- **YOUR OBJECTIVE**: Copy exactly the lines of the material below, starting with the first and including the line that holds "#[derive(Debug, Clone, Error)]".
RECORD EXTRACTS section start
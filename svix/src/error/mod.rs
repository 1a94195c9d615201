//! Layered error types for the Svix client.
//!
//! The error hierarchy separates failures by who caused them:
//! - [`SvixError`] - Top-level error type returned by every operation
//! - [`ConfigError`] - Invalid client options, detected before any I/O
//! - [`ClientError`] - Transport failures (connect, timeout, protocol)
//! - [`HttpError`] - The service answered with a non-success status
//! - [`ValidationError`] - Request or response bodies that failed (de)serialization

mod client_error;
mod config_error;
mod http_error;
mod svix_error;
mod validation_error;

pub use client_error::ClientError;
pub use config_error::ConfigError;
pub use http_error::{HttpError, HttpErrorDetail};
pub use svix_error::{Result, SvixError};
pub use validation_error::ValidationError;
//! Errors for non-success responses from the service.

use thiserror::Error;

use crate::models::{HttpErrorOut, HttpValidationError};

/// The parsed body of an error response, when it matches a known shape.
#[derive(Debug, Clone, PartialEq)]
pub enum HttpErrorDetail {
    /// The generic `{ "code": ..., "detail": ... }` error body.
    Error(HttpErrorOut),
    /// The 422 body listing each rejected field.
    Validation(HttpValidationError),
}

/// The service answered with a non-2xx status.
///
/// The raw body is always kept so callers can inspect responses that do not
/// match either documented error shape.
#[derive(Debug, Clone, Error)]
#[error("HTTP {status}: {}", error_message(.detail, .body))]
pub struct HttpError {
    /// The HTTP status code returned.
    pub status: u16,
    /// The raw response body.
    pub body: String,
    /// The parsed error body, if it matched a known shape.
    pub detail: Option<HttpErrorDetail>,
}

impl HttpError {
    /// Builds an error from a status code and raw body, parsing the body
    /// according to the status.
    pub fn from_response(status: u16, body: String) -> Self {
        let detail = if status == 422 {
            serde_json::from_str::<HttpValidationError>(&body)
                .ok()
                .map(HttpErrorDetail::Validation)
        } else {
            serde_json::from_str::<HttpErrorOut>(&body)
                .ok()
                .map(HttpErrorDetail::Error)
        };
        Self {
            status,
            body,
            detail,
        }
    }

    /// Returns `true` for 5xx responses, which the executor retries.
    pub fn is_retryable(&self) -> bool {
        self.status >= 500
    }

    /// The service's error code, e.g. `"not_found"`.
    pub fn code(&self) -> Option<&str> {
        match &self.detail {
            Some(HttpErrorDetail::Error(out)) => Some(out.code.as_str()),
            _ => None,
        }
    }
}

fn error_message(detail: &Option<HttpErrorDetail>, body: &str) -> String {
    match detail {
        Some(HttpErrorDetail::Error(out)) => format!("{} ({})", out.detail, out.code),
        Some(HttpErrorDetail::Validation(v)) => v
            .detail
            .iter()
            .map(|item| format!("{}: {}", item.loc.join("."), item.msg))
            .collect::<Vec<_>>()
            .join("; "),
        None => body.to_string(),
    }
}

#[cfg(test)]
mod tests {
    use super::*;

    #[test]
    fn test_parses_http_error_out() {
        let err = HttpError::from_response(
            404,
            r#"{"code":"not_found","detail":"Entity not found"}"#.to_string(),
        );
        assert_eq!(err.code(), Some("not_found"));
        assert_eq!(err.to_string(), "HTTP 404: Entity not found (not_found)");
        assert!(!err.is_retryable());
    }

    #[test]
    fn test_parses_validation_error_on_422() {
        let body = r#"{"detail":[{"loc":["body","name"],"msg":"field required","type":"value_error.missing"}]}"#;
        let err = HttpError::from_response(422, body.to_string());
        match &err.detail {
            Some(HttpErrorDetail::Validation(v)) => {
                assert_eq!(v.detail.len(), 1);
                assert_eq!(v.detail[0].error_type, "value_error.missing");
            }
            other => panic!("unexpected detail: {other:?}"),
        }
        assert_eq!(err.to_string(), "HTTP 422: body.name: field required");
    }

    #[test]
    fn test_unknown_body_is_kept_raw() {
        let err = HttpError::from_response(502, "Bad Gateway".to_string());
        assert!(err.detail.is_none());
        assert!(err.is_retryable());
        assert_eq!(err.to_string(), "HTTP 502: Bad Gateway");
    }

    #[test]
    fn test_is_a_leaf_error() {
        let err = HttpError::from_response(500, String::new());
        let err: &dyn std::error::Error = &err;
        assert!(err.source().is_none());
        assert_eq!(err.to_string(), "HTTP 500: ");
    }
}
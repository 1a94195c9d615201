use chrono::{DateTime, Utc};

use super::PostOptions;
use crate::client::{Request, Svix};
use crate::error::Result;
use crate::method::RestMethod;
use crate::models::{
    EndpointMessageOut, ListResponse, MessageAttemptOut, MessageEndpointOut, MessageStatus,
    StatusCodeClass,
};

/// Filters for listing delivery attempts.
#[derive(Debug, Clone, Default)]
pub struct MessageAttemptListOptions {
    pub limit: Option<u64>,
    pub iterator: Option<String>,
    pub status: Option<MessageStatus>,
    pub status_code_class: Option<StatusCodeClass>,
    pub channel: Option<String>,
    pub tag: Option<String>,
    /// Only attempts to this endpoint. Ignored when listing by endpoint.
    pub endpoint_id: Option<String>,
    pub before: Option<DateTime<Utc>>,
    pub after: Option<DateTime<Utc>>,
    pub with_content: Option<bool>,
    pub event_types: Option<Vec<String>>,
}

/// Filters for listing the messages attempted on one endpoint.
#[derive(Debug, Clone, Default)]
pub struct AttemptedMessagesListOptions {
    pub limit: Option<u64>,
    pub iterator: Option<String>,
    pub channel: Option<String>,
    pub tag: Option<String>,
    pub status: Option<MessageStatus>,
    pub before: Option<DateTime<Utc>>,
    pub after: Option<DateTime<Utc>>,
    pub with_content: Option<bool>,
    pub event_types: Option<Vec<String>>,
}

#[derive(Debug, Clone, Default)]
pub struct DestinationsListOptions {
    pub limit: Option<u64>,
    pub iterator: Option<String>,
}

/// Operations on delivery attempts.
pub struct MessageAttempt<'a> {
    svix: &'a Svix,
}

impl<'a> MessageAttempt<'a> {
    pub(crate) fn new(svix: &'a Svix) -> Self {
        Self { svix }
    }

    /// Lists attempts made to one endpoint.
    pub async fn list_by_endpoint(
        &self,
        app_id: impl Into<String>,
        endpoint_id: impl Into<String>,
        options: MessageAttemptListOptions,
    ) -> Result<ListResponse<MessageAttemptOut>> {
        let MessageAttemptListOptions {
            limit,
            iterator,
            status,
            status_code_class,
            channel,
            tag,
            endpoint_id: _,
            before,
            after,
            with_content,
            event_types,
        } = options;

        Request::new(
            RestMethod::Get,
            "/api/v1/app/{app_id}/attempt/endpoint/{endpoint_id}",
        )
        .with_path_param("app_id", app_id)
        .with_path_param("endpoint_id", endpoint_id)
        .with_optional_query_param("limit", limit)
        .with_optional_query_param("iterator", iterator)
        .with_optional_query_param("status", status)
        .with_optional_query_param("status_code_class", status_code_class)
        .with_optional_query_param("channel", channel)
        .with_optional_query_param("tag", tag)
        .with_optional_query_param("before", before)
        .with_optional_query_param("after", after)
        .with_optional_query_param("with_content", with_content)
        .with_optional_query_list("event_types", event_types)
        .execute(self.svix)
        .await
    }

    /// Lists attempts made for one message.
    pub async fn list_by_msg(
        &self,
        app_id: impl Into<String>,
        msg_id: impl Into<String>,
        options: MessageAttemptListOptions,
    ) -> Result<ListResponse<MessageAttemptOut>> {
        let MessageAttemptListOptions {
            limit,
            iterator,
            status,
            status_code_class,
            channel,
            tag,
            endpoint_id,
            before,
            after,
            with_content,
            event_types,
        } = options;

        Request::new(RestMethod::Get, "/api/v1/app/{app_id}/attempt/msg/{msg_id}")
            .with_path_param("app_id", app_id)
            .with_path_param("msg_id", msg_id)
            .with_optional_query_param("limit", limit)
            .with_optional_query_param("iterator", iterator)
            .with_optional_query_param("status", status)
            .with_optional_query_param("status_code_class", status_code_class)
            .with_optional_query_param("channel", channel)
            .with_optional_query_param("tag", tag)
            .with_optional_query_param("endpoint_id", endpoint_id)
            .with_optional_query_param("before", before)
            .with_optional_query_param("after", after)
            .with_optional_query_param("with_content", with_content)
            .with_optional_query_list("event_types", event_types)
            .execute(self.svix)
            .await
    }

    /// Lists messages attempted on an endpoint, with their latest status.
    pub async fn list_attempted_messages(
        &self,
        app_id: impl Into<String>,
        endpoint_id: impl Into<String>,
        options: AttemptedMessagesListOptions,
    ) -> Result<ListResponse<EndpointMessageOut>> {
        let AttemptedMessagesListOptions {
            limit,
            iterator,
            channel,
            tag,
            status,
            before,
            after,
            with_content,
            event_types,
        } = options;

        Request::new(
            RestMethod::Get,
            "/api/v1/app/{app_id}/endpoint/{endpoint_id}/msg",
        )
        .with_path_param("app_id", app_id)
        .with_path_param("endpoint_id", endpoint_id)
        .with_optional_query_param("limit", limit)
        .with_optional_query_param("iterator", iterator)
        .with_optional_query_param("channel", channel)
        .with_optional_query_param("tag", tag)
        .with_optional_query_param("status", status)
        .with_optional_query_param("before", before)
        .with_optional_query_param("after", after)
        .with_optional_query_param("with_content", with_content)
        .with_optional_query_list("event_types", event_types)
        .execute(self.svix)
        .await
    }

    /// Lists the endpoints a message was attempted on.
    pub async fn list_attempted_destinations(
        &self,
        app_id: impl Into<String>,
        msg_id: impl Into<String>,
        options: DestinationsListOptions,
    ) -> Result<ListResponse<MessageEndpointOut>> {
        Request::new(RestMethod::Get, "/api/v1/app/{app_id}/msg/{msg_id}/endpoint")
            .with_path_param("app_id", app_id)
            .with_path_param("msg_id", msg_id)
            .with_optional_query_param("limit", options.limit)
            .with_optional_query_param("iterator", options.iterator)
            .execute(self.svix)
            .await
    }

    pub async fn get(
        &self,
        app_id: impl Into<String>,
        msg_id: impl Into<String>,
        attempt_id: impl Into<String>,
    ) -> Result<MessageAttemptOut> {
        Request::new(
            RestMethod::Get,
            "/api/v1/app/{app_id}/msg/{msg_id}/attempt/{attempt_id}",
        )
        .with_path_param("app_id", app_id)
        .with_path_param("msg_id", msg_id)
        .with_path_param("attempt_id", attempt_id)
        .execute(self.svix)
        .await
    }

    /// Deletes the stored response body of an attempt.
    pub async fn expunge_content(
        &self,
        app_id: impl Into<String>,
        msg_id: impl Into<String>,
        attempt_id: impl Into<String>,
    ) -> Result<()> {
        Request::new(
            RestMethod::Delete,
            "/api/v1/app/{app_id}/msg/{msg_id}/attempt/{attempt_id}/content",
        )
        .with_path_param("app_id", app_id)
        .with_path_param("msg_id", msg_id)
        .with_path_param("attempt_id", attempt_id)
        .execute(self.svix)
        .await
    }

    /// Resends a message to one endpoint.
    pub async fn resend(
        &self,
        app_id: impl Into<String>,
        msg_id: impl Into<String>,
        endpoint_id: impl Into<String>,
        options: PostOptions,
    ) -> Result<()> {
        Request::new(
            RestMethod::Post,
            "/api/v1/app/{app_id}/msg/{msg_id}/endpoint/{endpoint_id}/resend",
        )
        .with_path_param("app_id", app_id)
        .with_path_param("msg_id", msg_id)
        .with_path_param("endpoint_id", endpoint_id)
        .with_idempotency_key(options.idempotency_key)
        .execute(self.svix)
        .await
    }
}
RECORD EXTRACTS section end
- **WRITTEN ANSWER**:
filename svix/src/error/mod.rs
repository 1a94195c9d615201
//! Layered error types for the Svix client.
//!
//! The error hierarchy separates failures by who caused them:
//! - [`SvixError`] - Top-level error type returned by every operation
//! - [`ConfigError`] - Invalid client options, detected before any I/O
//! - [`ClientError`] - Transport failures (connect, timeout, protocol)
//! - [`HttpError`] - The service answered with a non-success status
//! - [`ValidationError`] - Request or response bodies that failed (de)serialization

mod client_error;
mod config_error;
mod http_error;
mod svix_error;
mod validation_error;

pub use client_error::ClientError;
pub use config_error::ConfigError;
pub use http_error::{HttpError, HttpErrorDetail};
pub use svix_error::{Result, SvixError};
pub use validation_error::ValidationError;
//! Errors for non-success responses from the service.

use thiserror::Error;

use crate::models::{HttpErrorOut, HttpValidationError};

/// The parsed body of an error response, when it matches a known shape.
#[derive(Debug, Clone, PartialEq)]
pub enum HttpErrorDetail {
    /// The generic `{ "code": ..., "detail": ... }` error body.
    Error(HttpErrorOut),
    /// The 422 body listing each rejected field.
    Validation(HttpValidationError),
}

/// The service answered with a non-2xx status.
///
/// The raw body is always kept so callers can inspect responses that do not
/// match either documented error shape.
#[derive(Debug, Clone, Error)]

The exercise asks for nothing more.